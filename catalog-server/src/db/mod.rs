//! Database access layer for catalog-server
//!
//! Functions that may run inside a transaction take `&mut SqliteConnection`;
//! callers outside a transaction pass a pooled connection.

pub mod attributes;
pub mod categories;
pub mod products;

pub use attributes::{create_attribute, insert_attribute, list_attributes};
pub use categories::{create_category, insert_category, list_categories};
pub use products::{
    attribute_assignments, create_product, delete_product, get_product, insert_product,
    list_products, update_product, ProductDetail, ProductInput,
};
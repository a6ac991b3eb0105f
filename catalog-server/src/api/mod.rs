//! HTTP API handlers for catalog-server

pub mod attributes;
pub mod categories;
pub mod extract;
pub mod health;
pub mod products;
pub mod ui;

pub use attributes::{create_attribute, list_attributes};
pub use categories::{create_category, list_categories};
pub use health::health_routes;
pub use products::{create_product, delete_product, get_product, list_products, update_product};
pub use ui::{serve_app_js, serve_index};
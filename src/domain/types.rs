// ==========================================
// 配送线路看板 - 领域类型定义
// ==========================================
// 职责: 区域 / 汇总范围 / 绩效分档等枚举
// ==========================================

use serde::{Deserialize, Serialize};
use std::fmt;
use std::str::FromStr;

// ==========================================
// 区域 (Region)
// ==========================================
// 创建时由车辆编码子串判定,之后不再重算
// 序列化格式: "SP" / "RJ" / ""（与浏览器旧存档一致）
#[derive(Debug, Clone, Copy, PartialEq, Eq, Hash, PartialOrd, Ord, Serialize, Deserialize)]
#[serde(from = "String", into = "String")]
pub enum Region {
    Unassigned, // 未识别
    SP,         // São Paulo
    RJ,         // Rio de Janeiro
}

impl Region {
    /// 由车辆编码判定区域
    ///
    /// # 规则
    /// - 包含 "SP" → SP（优先）
    /// - 否则包含 "RJ" → RJ
    /// - 否则 → Unassigned
    ///
    /// 区分大小写
    pub fn from_vehicle_code(vehicle: &str) -> Self {
        if vehicle.contains("SP") {
            Region::SP
        } else if vehicle.contains("RJ") {
            Region::RJ
        } else {
            Region::Unassigned
        }
    }

    pub fn as_str(&self) -> &'static str {
        match self {
            Region::Unassigned => "",
            Region::SP => "SP",
            Region::RJ => "RJ",
        }
    }

    /// 是否参与区域汇总
    pub fn is_assigned(&self) -> bool {
        !matches!(self, Region::Unassigned)
    }
}

impl fmt::Display for Region {
    fn fmt(&self, f: &mut fmt::Formatter<'_>) -> fmt::Result {
        write!(f, "{}", self.as_str())
    }
}

impl From<String> for Region {
    fn from(value: String) -> Self {
        match value.as_str() {
            "SP" => Region::SP,
            "RJ" => Region::RJ,
            _ => Region::Unassigned,
        }
    }
}

impl From<Region> for String {
    fn from(value: Region) -> Self {
        value.as_str().to_string()
    }
}

impl FromStr for Region {
    type Err = String;

    /// 严格解析（用于人工录入）,空串/未知值返回错误
    fn from_str(s: &str) -> Result<Self, Self::Err> {
        match s.trim().to_uppercase().as_str() {
            "SP" => Ok(Region::SP),
            "RJ" => Ok(Region::RJ),
            other => Err(format!("未知区域: {}", other)),
        }
    }
}

// ==========================================
// 汇总范围 (Summary Scope)
// ==========================================
#[derive(Debug, Clone, Copy, PartialEq, Eq, Hash, Serialize, Deserialize)]
#[serde(rename_all = "SCREAMING_SNAKE_CASE")]
pub enum SummaryScope {
    SP,
    RJ,
    All,
}

impl SummaryScope {
    pub const ALL_SCOPES: [SummaryScope; 3] = [SummaryScope::SP, SummaryScope::RJ, SummaryScope::All];

    /// 卡片标题
    pub fn title(&self) -> &'static str {
        match self {
            SummaryScope::SP => "São Paulo",
            SummaryScope::RJ => "Rio de Janeiro",
            SummaryScope::All => "Todas as Regiões",
        }
    }

    /// 对应的单一区域（ALL 无对应）
    pub fn region(&self) -> Option<Region> {
        match self {
            SummaryScope::SP => Some(Region::SP),
            SummaryScope::RJ => Some(Region::RJ),
            SummaryScope::All => None,
        }
    }
}

impl fmt::Display for SummaryScope {
    fn fmt(&self, f: &mut fmt::Formatter<'_>) -> fmt::Result {
        match self {
            SummaryScope::SP => write!(f, "SP"),
            SummaryScope::RJ => write!(f, "RJ"),
            SummaryScope::All => write!(f, "ALL"),
        }
    }
}

impl FromStr for SummaryScope {
    type Err = String;

    fn from_str(s: &str) -> Result<Self, Self::Err> {
        match s.trim().to_uppercase().as_str() {
            "SP" => Ok(SummaryScope::SP),
            "RJ" => Ok(SummaryScope::RJ),
            "ALL" => Ok(SummaryScope::All),
            other => Err(format!("未知汇总范围: {}", other)),
        }
    }
}

// ==========================================
// 绩效分档 (Performance Band)
// ==========================================
// 用于界面着色: 绿 / 黄 / 红
#[derive(Debug, Clone, Copy, PartialEq, Eq, Serialize, Deserialize)]
#[serde(rename_all = "SCREAMING_SNAKE_CASE")]
pub enum PerformanceBand {
    Good,      // 达标
    Attention, // 关注
    Critical,  // 告警
}

impl fmt::Display for PerformanceBand {
    fn fmt(&self, f: &mut fmt::Formatter<'_>) -> fmt::Result {
        match self {
            PerformanceBand::Good => write!(f, "GOOD"),
            PerformanceBand::Attention => write!(f, "ATTENTION"),
            PerformanceBand::Critical => write!(f, "CRITICAL"),
        }
    }
}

========

### PROBLEM
List the lines of the entries that include "other".

### SOLUTION FOR THIS PROBLEM
            other => Err(format!("未知区域: {}", other)),
            other => Err(format!("未知汇总范围: {}", other)),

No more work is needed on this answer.